::: DATA RECORDS
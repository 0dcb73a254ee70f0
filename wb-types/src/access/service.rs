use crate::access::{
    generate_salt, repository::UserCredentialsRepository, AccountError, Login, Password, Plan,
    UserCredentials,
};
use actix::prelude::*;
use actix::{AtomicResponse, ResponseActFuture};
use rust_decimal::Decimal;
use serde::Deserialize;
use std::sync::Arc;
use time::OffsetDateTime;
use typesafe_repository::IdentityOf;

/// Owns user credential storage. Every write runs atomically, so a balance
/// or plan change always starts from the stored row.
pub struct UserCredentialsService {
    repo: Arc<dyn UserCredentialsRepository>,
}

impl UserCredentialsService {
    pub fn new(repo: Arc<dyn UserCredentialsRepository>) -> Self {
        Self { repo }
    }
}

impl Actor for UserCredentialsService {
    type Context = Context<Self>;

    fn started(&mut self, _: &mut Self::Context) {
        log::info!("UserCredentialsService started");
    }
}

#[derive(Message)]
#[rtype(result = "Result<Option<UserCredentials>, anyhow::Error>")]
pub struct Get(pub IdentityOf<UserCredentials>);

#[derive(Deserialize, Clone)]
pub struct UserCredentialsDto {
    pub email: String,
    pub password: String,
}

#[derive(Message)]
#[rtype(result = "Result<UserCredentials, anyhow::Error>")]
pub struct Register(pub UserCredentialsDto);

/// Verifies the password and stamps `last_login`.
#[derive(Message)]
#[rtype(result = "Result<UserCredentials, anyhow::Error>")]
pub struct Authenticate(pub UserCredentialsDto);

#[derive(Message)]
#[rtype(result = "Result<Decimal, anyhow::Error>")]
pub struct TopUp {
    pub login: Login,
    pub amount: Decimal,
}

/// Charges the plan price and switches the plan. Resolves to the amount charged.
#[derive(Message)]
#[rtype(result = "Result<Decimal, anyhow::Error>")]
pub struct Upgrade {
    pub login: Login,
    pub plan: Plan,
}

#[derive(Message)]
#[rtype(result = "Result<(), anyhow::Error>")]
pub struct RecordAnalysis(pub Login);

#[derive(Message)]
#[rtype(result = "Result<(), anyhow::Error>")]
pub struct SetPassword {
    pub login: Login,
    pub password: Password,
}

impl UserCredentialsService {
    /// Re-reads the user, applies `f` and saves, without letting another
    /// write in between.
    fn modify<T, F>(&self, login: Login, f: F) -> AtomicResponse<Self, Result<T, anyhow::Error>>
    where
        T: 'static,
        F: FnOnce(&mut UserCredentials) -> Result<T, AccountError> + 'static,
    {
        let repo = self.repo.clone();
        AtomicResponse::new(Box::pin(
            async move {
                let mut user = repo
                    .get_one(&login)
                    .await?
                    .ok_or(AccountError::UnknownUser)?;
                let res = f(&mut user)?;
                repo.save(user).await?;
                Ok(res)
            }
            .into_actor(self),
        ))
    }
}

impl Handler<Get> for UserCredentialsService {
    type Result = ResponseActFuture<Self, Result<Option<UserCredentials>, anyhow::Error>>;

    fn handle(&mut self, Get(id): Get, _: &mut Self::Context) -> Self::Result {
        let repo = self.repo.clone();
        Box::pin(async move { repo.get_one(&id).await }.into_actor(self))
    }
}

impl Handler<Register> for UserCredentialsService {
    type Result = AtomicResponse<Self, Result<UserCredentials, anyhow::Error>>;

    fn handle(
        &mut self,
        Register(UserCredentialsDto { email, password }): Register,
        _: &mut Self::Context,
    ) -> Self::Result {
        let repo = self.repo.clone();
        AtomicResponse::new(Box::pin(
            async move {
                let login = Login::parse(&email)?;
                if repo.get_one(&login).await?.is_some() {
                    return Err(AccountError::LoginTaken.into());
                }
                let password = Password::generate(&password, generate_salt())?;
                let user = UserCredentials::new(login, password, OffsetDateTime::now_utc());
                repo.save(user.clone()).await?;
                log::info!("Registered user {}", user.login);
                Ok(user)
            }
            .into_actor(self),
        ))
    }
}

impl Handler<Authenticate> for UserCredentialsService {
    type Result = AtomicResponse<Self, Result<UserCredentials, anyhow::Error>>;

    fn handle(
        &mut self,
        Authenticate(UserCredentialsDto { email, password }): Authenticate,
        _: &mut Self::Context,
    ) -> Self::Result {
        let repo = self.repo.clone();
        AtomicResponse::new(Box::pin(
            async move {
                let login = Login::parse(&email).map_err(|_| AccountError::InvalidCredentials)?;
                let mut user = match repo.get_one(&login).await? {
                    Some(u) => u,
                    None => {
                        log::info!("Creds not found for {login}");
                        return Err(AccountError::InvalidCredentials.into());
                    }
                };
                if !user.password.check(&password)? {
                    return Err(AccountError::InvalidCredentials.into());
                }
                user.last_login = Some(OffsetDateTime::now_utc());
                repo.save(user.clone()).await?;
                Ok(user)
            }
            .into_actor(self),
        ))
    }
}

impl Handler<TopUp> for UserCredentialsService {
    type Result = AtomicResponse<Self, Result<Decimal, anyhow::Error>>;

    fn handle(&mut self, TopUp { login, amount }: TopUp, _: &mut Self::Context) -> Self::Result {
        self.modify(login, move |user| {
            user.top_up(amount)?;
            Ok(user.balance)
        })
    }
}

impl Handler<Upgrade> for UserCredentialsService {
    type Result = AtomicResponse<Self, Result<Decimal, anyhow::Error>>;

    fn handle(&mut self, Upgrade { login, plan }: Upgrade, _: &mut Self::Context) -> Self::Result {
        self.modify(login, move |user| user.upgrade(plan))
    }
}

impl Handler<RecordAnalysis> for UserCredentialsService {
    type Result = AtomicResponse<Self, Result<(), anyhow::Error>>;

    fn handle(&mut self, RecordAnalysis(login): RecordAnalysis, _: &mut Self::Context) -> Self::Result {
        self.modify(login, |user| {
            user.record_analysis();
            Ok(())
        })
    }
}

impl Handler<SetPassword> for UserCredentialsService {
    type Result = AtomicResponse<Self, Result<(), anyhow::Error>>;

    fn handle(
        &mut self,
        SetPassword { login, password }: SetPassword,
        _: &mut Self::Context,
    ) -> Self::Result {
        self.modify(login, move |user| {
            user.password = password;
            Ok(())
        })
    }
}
::::::
Emit the records above again, exactly, with no line skipped.

_RESULT_
repository 0dcb73a254ee70f0
filename wb-types/src/access/service.rs
use crate::access::{
    generate_salt, repository::UserCredentialsRepository, AccountError, Login, Password, Plan,
    UserCredentials,
};
use actix::prelude::*;
use actix::{AtomicResponse, ResponseActFuture};
use rust_decimal::Decimal;
use serde::Deserialize;
use std::sync::Arc;
use time::OffsetDateTime;
use typesafe_repository::IdentityOf;

/// Owns user credential storage. Every write runs atomically, so a balance
/// or plan change always starts from the stored row.
pub struct UserCredentialsService {
    repo: Arc<dyn UserCredentialsRepository>,
}

impl UserCredentialsService {
    pub fn new(repo: Arc<dyn UserCredentialsRepository>) -> Self {
        Self { repo }
    }
}

impl Actor for UserCredentialsService {
    type Context = Context<Self>;

    fn started(&mut self, _: &mut Self::Context) {
        log::info!("UserCredentialsService started");
    }
}

#[derive(Message)]
#[rtype(result = "Result<Option<UserCredentials>, anyhow::Error>")]
pub struct Get(pub IdentityOf<UserCredentials>);

#[derive(Deserialize, Clone)]
pub struct UserCredentialsDto {
    pub email: String,
    pub password: String,
}

#[derive(Message)]
#[rtype(result = "Result<UserCredentials, anyhow::Error>")]
pub struct Register(pub UserCredentialsDto);

/// Verifies the password and stamps `last_login`.
#[derive(Message)]
#[rtype(result = "Result<UserCredentials, anyhow::Error>")]
pub struct Authenticate(pub UserCredentialsDto);

#[derive(Message)]
#[rtype(result = "Result<Decimal, anyhow::Error>")]
pub struct TopUp {
    pub login: Login,
    pub amount: Decimal,
}

/// Charges the plan price and switches the plan. Resolves to the amount charged.
#[derive(Message)]
#[rtype(result = "Result<Decimal, anyhow::Error>")]
pub struct Upgrade {
    pub login: Login,
    pub plan: Plan,
}

#[derive(Message)]
#[rtype(result = "Result<(), anyhow::Error>")]
pub struct RecordAnalysis(pub Login);

#[derive(Message)]
#[rtype(result = "Result<(), anyhow::Error>")]
pub struct SetPassword {
    pub login: Login,
    pub password: Password,
}

impl UserCredentialsService {
    /// Re-reads the user, applies `f` and saves, without letting another
    /// write in between.
    fn modify<T, F>(&self, login: Login, f: F) -> AtomicResponse<Self, Result<T, anyhow::Error>>
    where
        T: 'static,
        F: FnOnce(&mut UserCredentials) -> Result<T, AccountError> + 'static,
    {
        let repo = self.repo.clone();
        AtomicResponse::new(Box::pin(
            async move {
                let mut user = repo
                    .get_one(&login)
                    .await?
                    .ok_or(AccountError::UnknownUser)?;
                let res = f(&mut user)?;
                repo.save(user).await?;
                Ok(res)
            }
            .into_actor(self),
        ))
    }
}

impl Handler<Get> for UserCredentialsService {
    type Result = ResponseActFuture<Self, Result<Option<UserCredentials>, anyhow::Error>>;

    fn handle(&mut self, Get(id): Get, _: &mut Self::Context) -> Self::Result {
        let repo = self.repo.clone();
        Box::pin(async move { repo.get_one(&id).await }.into_actor(self))
    }
}

impl Handler<Register> for UserCredentialsService {
    type Result = AtomicResponse<Self, Result<UserCredentials, anyhow::Error>>;

    fn handle(
        &mut self,
        Register(UserCredentialsDto { email, password }): Register,
        _: &mut Self::Context,
    ) -> Self::Result {
        let repo = self.repo.clone();
        AtomicResponse::new(Box::pin(
            async move {
                let login = Login::parse(&email)?;
                if repo.get_one(&login).await?.is_some() {
                    return Err(AccountError::LoginTaken.into());
                }
                let password = Password::generate(&password, generate_salt())?;
                let user = UserCredentials::new(login, password, OffsetDateTime::now_utc());
                repo.save(user.clone()).await?;
                log::info!("Registered user {}", user.login);
                Ok(user)
            }
            .into_actor(self),
        ))
    }
}

impl Handler<Authenticate> for UserCredentialsService {
    type Result = AtomicResponse<Self, Result<UserCredentials, anyhow::Error>>;

    fn handle(
        &mut self,
        Authenticate(UserCredentialsDto { email, password }): Authenticate,
        _: &mut Self::Context,
    ) -> Self::Result {
        let repo = self.repo.clone();
        AtomicResponse::new(Box::pin(
            async move {
                let login = Login::parse(&email).map_err(|_| AccountError::InvalidCredentials)?;
                let mut user = match repo.get_one(&login).await? {
                    Some(u) => u,
                    None => {
                        log::info!("Creds not found for {login}");
                        return Err(AccountError::InvalidCredentials.into());
                    }
                };
                if !user.password.check(&password)? {
                    return Err(AccountError::InvalidCredentials.into());
                }
                user.last_login = Some(OffsetDateTime::now_utc());
                repo.save(user.clone()).await?;
                Ok(user)
            }
            .into_actor(self),
        ))
    }
}

impl Handler<TopUp> for UserCredentialsService {
    type Result = AtomicResponse<Self, Result<Decimal, anyhow::Error>>;

    fn handle(&mut self, TopUp { login, amount }: TopUp, _: &mut Self::Context) -> Self::Result {
        self.modify(login, move |user| {
            user.top_up(amount)?;
            Ok(user.balance)
        })
    }
}

impl Handler<Upgrade> for UserCredentialsService {
    type Result = AtomicResponse<Self, Result<Decimal, anyhow::Error>>;

    fn handle(&mut self, Upgrade { login, plan }: Upgrade, _: &mut Self::Context) -> Self::Result {
        self.modify(login, move |user| user.upgrade(plan))
    }
}

impl Handler<RecordAnalysis> for UserCredentialsService {
    type Result = AtomicResponse<Self, Result<(), anyhow::Error>>;

    fn handle(&mut self, RecordAnalysis(login): RecordAnalysis, _: &mut Self::Context) -> Self::Result {
        self.modify(login, |user| {
            user.record_analysis();
            Ok(())
        })
    }
}

impl Handler<SetPassword> for UserCredentialsService {
    type Result = AtomicResponse<Self, Result<(), anyhow::Error>>;

    fn handle(
        &mut self,
        SetPassword { login, password }: SetPassword,
        _: &mut Self::Context,
    ) -> Self::Result {
        self.modify(login, move |user| {
            user.password = password;
            Ok(())
        })
    }
}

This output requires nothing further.